Collected data

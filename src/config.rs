//! Configuration loaded from an optional TOML file plus environment.
//!
//! ```toml
//! [llm]
//! model = "gemini-2.5-flash"
//!
//! [fetch]
//! timeout_secs = 10
//! redirects = "refuse"
//!
//! [gate]
//! blocked_hosts = ["*.corp.example.com"]
//! ```

use std::path::Path;
use std::time::Duration;

use serde::{Deserialize, Serialize};

use crate::error::Error;
use crate::policy::{Policy, PolicyBuilder};
use crate::resolver::SystemResolver;
use crate::validate::Gate;

/// Environment variable holding the Google AI API key.
pub const API_KEY_ENV: &str = "GOOGLE_API_KEY";

pub const DEFAULT_USER_AGENT: &str = "Mozilla/5.0 (compatible; ProductCritique/1.0)";

/// What the fetcher does with a 3xx response.
#[derive(Debug, Clone, Copy, PartialEq, Eq, Default, Serialize, Deserialize)]
#[serde(rename_all = "lowercase")]
pub enum RedirectMode {
    /// Treat any redirect as a failed fetch.
    #[default]
    Refuse,
    /// Validate the target from scratch and issue a new request.
    Revalidate,
}

#[derive(Debug, Clone, Default, Serialize, Deserialize)]
#[serde(default, deny_unknown_fields)]
pub struct Config {
    pub llm: LlmConfig,
    pub fetch: FetchConfig,
    pub gate: GateConfig,
}

/// Model API settings.
#[derive(Debug, Clone, Serialize, Deserialize)]
#[serde(default, deny_unknown_fields)]
pub struct LlmConfig {
    /// Overridden by `GOOGLE_API_KEY` when that is set and non-blank.
    pub api_key: Option<String>,
    pub model: String,
    pub temperature: f32,
    pub max_output_tokens: u32,
    pub base_url: String,
    pub timeout_secs: u64,
    /// Product input longer than this many characters is truncated.
    pub max_input_chars: usize,
}

impl Default for LlmConfig {
    fn default() -> Self {
        Self {
            api_key: None,
            model: "gemini-2.5-flash".to_string(),
            temperature: 0.7,
            max_output_tokens: 4096,
            base_url: "https://generativelanguage.googleapis.com".to_string(),
            timeout_secs: 120,
            max_input_chars: 2000,
        }
    }
}

/// Outbound page fetch settings.
#[derive(Debug, Clone, Serialize, Deserialize)]
#[serde(default, deny_unknown_fields)]
pub struct FetchConfig {
    pub timeout_secs: u64,
    pub user_agent: String,
    pub max_body_bytes: usize,
    /// Scraped text longer than this many characters is truncated.
    pub max_context_chars: usize,
    pub redirects: RedirectMode,
}

impl Default for FetchConfig {
    fn default() -> Self {
        Self {
            timeout_secs: 10,
            user_agent: DEFAULT_USER_AGENT.to_string(),
            max_body_bytes: 2 * 1024 * 1024,
            max_context_chars: 4000,
            redirects: RedirectMode::Refuse,
        }
    }
}

/// URL gate settings.
#[derive(Debug, Clone, Serialize, Deserialize)]
#[serde(default, deny_unknown_fields)]
pub struct GateConfig {
    pub resolve_timeout_secs: u64,
    /// Extra hostnames or `*.suffix` patterns to refuse.
    pub blocked_hosts: Vec<String>,
    /// Extra CIDR ranges to refuse even when public.
    pub blocked_cidrs: Vec<String>,
}

impl Default for GateConfig {
    fn default() -> Self {
        Self {
            resolve_timeout_secs: 5,
            blocked_hosts: Vec::new(),
            blocked_cidrs: Vec::new(),
        }
    }
}

impl GateConfig {
    pub fn policy(&self) -> Policy {
        let builder = self
            .blocked_hosts
            .iter()
            .fold(PolicyBuilder::new(), |b, host| b.block_host(host));
        self.blocked_cidrs
            .iter()
            .fold(builder, |b, cidr| b.block_cidr(cidr))
            .build()
    }

    /// A system-DNS gate with this policy and timeout.
    pub fn gate(&self) -> Gate {
        Gate::new(self.policy(), SystemResolver)
            .with_resolve_timeout(Duration::from_secs(self.resolve_timeout_secs))
    }
}

impl Config {
    /// Load from `path` if given (defaults otherwise), then apply the
    /// `GOOGLE_API_KEY` override.
    pub fn load(path: Option<&Path>) -> Result<Self, Error> {
        let mut config = match path {
            Some(path) => Self::from_file(path)?,
            None => Self::default(),
        };
        config.apply_env_key(std::env::var(API_KEY_ENV).ok());
        Ok(config)
    }

    pub fn from_file(path: &Path) -> Result<Self, Error> {
        let raw = std::fs::read_to_string(path).map_err(|e| Error::Config {
            message: format!("reading {}: {}", path.display(), e),
        })?;
        Self::from_toml(&raw).map_err(|e| Error::Config {
            message: format!("{}: {}", path.display(), e),
        })
    }

    pub fn from_toml(raw: &str) -> Result<Self, toml::de::Error> {
        toml::from_str(raw)
    }

    /// Blank keys (from either source) count as missing.
    fn apply_env_key(&mut self, env_key: Option<String>) {
        let env_key = env_key.map(|k| k.trim().to_string()).filter(|k| !k.is_empty());
        let file_key = self
            .llm
            .api_key
            .take()
            .map(|k| k.trim().to_string())
            .filter(|k| !k.is_empty());
        self.llm.api_key = env_key.or(file_key);
    }
}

• Problem requirements
Give back exactly the lines above starting at the line where "use crate::resolver::SystemResolver;" appears and ending at the line where "a 3xx response." appears, both included, with no other lines.

• Result of this task
use crate::resolver::SystemResolver;
use crate::validate::Gate;

/// Environment variable holding the Google AI API key.
pub const API_KEY_ENV: &str = "GOOGLE_API_KEY";

pub const DEFAULT_USER_AGENT: &str = "Mozilla/5.0 (compatible; ProductCritique/1.0)";

/// What the fetcher does with a 3xx response.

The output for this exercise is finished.